Exercise input: Begin

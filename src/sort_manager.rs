// Sort manager
// Owns the sort worker thread and the manager's half of the ping-pong buffer pair.
//
// Flow:
//   set_centers / set_rows  -> data + first writable buffer moved to the worker
//   set_camera              -> pose forwarded when it moved more than epsilon
//   poll                    -> newest published buffer becomes the front buffer,
//                              the previous front is moved straight back to the worker
// The render side never blocks on the worker and always has a complete front buffer.

use std::sync::mpsc::{self, Receiver, RecvTimeoutError, Sender, TryRecvError};
use std::thread;
use std::time::{Duration, Instant};

use tracing::{debug, info, warn};

use crate::camera::CameraPose;
use crate::config::{IndexFormat, SortConfig};
use crate::error::{Result, SplatError};
use crate::sort::{OrderBuffer, SortRequest, SortResponse, SortSource, SortWorker};

/// Coarse manager state, for diagnostics and tests
#[derive(Debug, Clone, Copy, PartialEq, Eq)]
pub enum SortPhase {
    /// No splat data handed to the worker yet
    Idle,
    /// Data and a writable buffer are with the worker
    Armed,
    /// A pose that warrants a new pass has been sent and not yet answered
    Sorting,
    /// The front buffer holds the newest order the worker produced
    Published,
    /// Worker gone; the last published order stays in use
    Disconnected,
}

pub struct SortManager {
    config: SortConfig,
    /// None once shut down
    sender: Option<Sender<SortRequest>>,
    receiver: Receiver<SortResponse>,
    front: Option<OrderBuffer>,
    generation: u64,
    last_sent_pose: Option<CameraPose>,
    last_published: Option<(u64, CameraPose)>,
    phase: SortPhase,
    messages_sent: u64,
    disconnect_warned: bool,
}

impl SortManager {
    /// Start the worker thread. The thread exits on its own once the manager is dropped.
    pub fn spawn(config: SortConfig) -> Result<Self> {
        let (request_tx, request_rx) = mpsc::channel::<SortRequest>();
        let (response_tx, response_rx) = mpsc::channel::<SortResponse>();

        let worker = SortWorker::new(config);
        thread::Builder::new()
            .name("splat-sort".to_string())
            .spawn(move || run_worker(worker, request_rx, response_tx))
            .map_err(SplatError::WorkerSpawn)?;

        debug!("Spawned splat sort worker (epsilon {})", config.epsilon);
        Ok(Self {
            config,
            sender: Some(request_tx),
            receiver: response_rx,
            front: None,
            generation: 0,
            last_sent_pose: None,
            last_published: None,
            phase: SortPhase::Idle,
            messages_sent: 0,
            disconnect_warned: false,
        })
    }

    pub fn config(&self) -> &SortConfig {
        &self.config
    }

    /// Hand interleaved xyz centers to the worker; the front buffer starts as the identity order
    pub fn set_centers(&mut self, centers: Vec<f32>) -> bool {
        let count = centers.len() / 3;
        let front = OrderBuffer::identity(count, self.config.index_format);
        let back = OrderBuffer::identity(count, self.config.index_format);
        self.set_source(SortSource::Centers(centers), front, back)
    }

    /// Hand full attribute rows to the worker; the front buffer starts as the unsorted rows
    pub fn set_rows(&mut self, rows: Vec<u32>, stride: usize) -> bool {
        let front = OrderBuffer::from_rows(rows.clone(), stride);
        let back = OrderBuffer::from_rows(rows.clone(), stride);
        self.set_source(SortSource::Rows { rows, stride }, front, back)
    }

    fn set_source(&mut self, source: SortSource, front: OrderBuffer, back: OrderBuffer) -> bool {
        if self.sender.is_none() {
            return false;
        }
        self.generation += 1;
        info!(
            "Sort data generation {}: {} splats",
            self.generation,
            source.len()
        );
        self.front = Some(front);
        self.last_published = None;
        let request = SortRequest {
            source: Some((self.generation, source)),
            buffer: Some(back),
            camera: self.last_sent_pose,
            int_indices: Some(self.config.index_format == IndexFormat::U32),
        };
        let sent = self.send(request);
        if sent {
            self.phase = if self.last_sent_pose.is_some() {
                SortPhase::Sorting
            } else {
                SortPhase::Armed
            };
        }
        sent
    }

    /// Forward a camera pose (in the splats' space). Poses within epsilon of the last one
    /// sent are dropped here; returns whether a message went out.
    pub fn set_camera(&mut self, pose: CameraPose) -> bool {
        if self.sender.is_none() {
            return false;
        }
        if let Some(last) = self.last_sent_pose {
            if !pose.differs_from(&last, self.config.epsilon) {
                return false;
            }
        }
        self.last_sent_pose = Some(pose);
        let sent = self.send(SortRequest::camera(pose));
        if sent && self.generation > 0 {
            self.phase = SortPhase::Sorting;
        }
        sent
    }

    /// Adopt the newest published order, if any. Never blocks.
    pub fn poll(&mut self) -> Option<&OrderBuffer> {
        let mut newest: Option<SortResponse> = None;
        loop {
            match self.receiver.try_recv() {
                Ok(response) if response.generation == self.generation => {
                    if let Some(older) = newest.replace(response) {
                        self.return_buffer(older.buffer);
                    }
                }
                Ok(stale) => debug!("Dropping order from data generation {}", stale.generation),
                Err(TryRecvError::Empty) => break,
                Err(TryRecvError::Disconnected) => {
                    self.mark_disconnected();
                    break;
                }
            }
        }
        let response = newest?;
        self.publish(response);
        self.front.as_ref()
    }

    /// Block up to `timeout` for a new order. Meant for offline rendering and tests.
    pub fn wait_for_update(&mut self, timeout: Duration) -> bool {
        let deadline = Instant::now() + timeout;
        loop {
            let remaining = deadline.saturating_duration_since(Instant::now());
            match self.receiver.recv_timeout(remaining) {
                Ok(response) if response.generation == self.generation => {
                    self.publish(response);
                    // Pick up anything that landed right behind it
                    self.poll();
                    return true;
                }
                Ok(_) => continue,
                Err(RecvTimeoutError::Timeout) => return false,
                Err(RecvTimeoutError::Disconnected) => {
                    self.mark_disconnected();
                    return false;
                }
            }
        }
    }

    fn publish(&mut self, response: SortResponse) {
        let SortResponse {
            buffer, pass, pose, ..
        } = response;
        if let Some(previous) = self.front.replace(buffer) {
            self.return_buffer(previous);
        }
        self.last_published = Some((pass, pose));
        if self.phase != SortPhase::Disconnected {
            self.phase = SortPhase::Published;
        }
    }

    fn return_buffer(&mut self, buffer: OrderBuffer) {
        self.send(SortRequest::buffer(buffer));
    }

    fn send(&mut self, request: SortRequest) -> bool {
        let Some(sender) = &self.sender else {
            return false;
        };
        match sender.send(request) {
            Ok(()) => {
                self.messages_sent += 1;
                true
            }
            Err(_) => {
                self.mark_disconnected();
                false
            }
        }
    }

    fn mark_disconnected(&mut self) {
        // A shut-down manager expects its worker to go away
        if self.sender.is_none() {
            return;
        }
        self.phase = SortPhase::Disconnected;
        if !self.disconnect_warned {
            self.disconnect_warned = true;
            warn!("Splat sort worker disconnected, keeping the last published order");
        }
    }

    /// Order the renderer should draw now
    pub fn front(&self) -> Option<&OrderBuffer> {
        self.front.as_ref()
    }

    pub fn phase(&self) -> SortPhase {
        self.phase
    }

    /// Pass number and pose of the order in the front buffer
    pub fn last_published(&self) -> Option<(u64, CameraPose)> {
        self.last_published
    }

    /// Messages sent to the worker (data, poses and returned buffers)
    pub fn messages_sent(&self) -> u64 {
        self.messages_sent
    }

    pub fn is_shut_down(&self) -> bool {
        self.sender.is_none()
    }

    /// Stop forwarding updates. An in-flight pass finishes on its own and is discarded.
    pub fn shutdown(&mut self) {
        if self.sender.take().is_some() {
            debug!("Sort manager shut down");
        }
    }
}

/// Worker thread entry point: coalesce queued messages, then run at most one pass
fn run_worker(
    mut worker: SortWorker,
    requests: Receiver<SortRequest>,
    responses: Sender<SortResponse>,
) {
    while let Ok(request) = requests.recv() {
        worker.apply(request);
        while let Ok(request) = requests.try_recv() {
            worker.apply(request);
        }
        if let Some(response) = worker.run_pass() {
            if responses.send(response).is_err() {
                break;
            }
        }
    }
    debug!("Splat sort worker exiting after {} passes", worker.passes());
}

Exercise input: End

Exercise prompt – Copy every line of the records above, starting with the first, up to and including the line containing "pub fn spawn(config: SortConfig)".

Response to this exercise –
filename src/sort_manager.rs
// Sort manager
// Owns the sort worker thread and the manager's half of the ping-pong buffer pair.
//
// Flow:
//   set_centers / set_rows  -> data + first writable buffer moved to the worker
//   set_camera              -> pose forwarded when it moved more than epsilon
//   poll                    -> newest published buffer becomes the front buffer,
//                              the previous front is moved straight back to the worker
// The render side never blocks on the worker and always has a complete front buffer.

use std::sync::mpsc::{self, Receiver, RecvTimeoutError, Sender, TryRecvError};
use std::thread;
use std::time::{Duration, Instant};

use tracing::{debug, info, warn};

use crate::camera::CameraPose;
use crate::config::{IndexFormat, SortConfig};
use crate::error::{Result, SplatError};
use crate::sort::{OrderBuffer, SortRequest, SortResponse, SortSource, SortWorker};

/// Coarse manager state, for diagnostics and tests
#[derive(Debug, Clone, Copy, PartialEq, Eq)]
pub enum SortPhase {
    /// No splat data handed to the worker yet
    Idle,
    /// Data and a writable buffer are with the worker
    Armed,
    /// A pose that warrants a new pass has been sent and not yet answered
    Sorting,
    /// The front buffer holds the newest order the worker produced
    Published,
    /// Worker gone; the last published order stays in use
    Disconnected,
}

pub struct SortManager {
    config: SortConfig,
    /// None once shut down
    sender: Option<Sender<SortRequest>>,
    receiver: Receiver<SortResponse>,
    front: Option<OrderBuffer>,
    generation: u64,
    last_sent_pose: Option<CameraPose>,
    last_published: Option<(u64, CameraPose)>,
    phase: SortPhase,
    messages_sent: u64,
    disconnect_warned: bool,
}

impl SortManager {
    /// Start the worker thread. The thread exits on its own once the manager is dropped.
    pub fn spawn(config: SortConfig) -> Result<Self> {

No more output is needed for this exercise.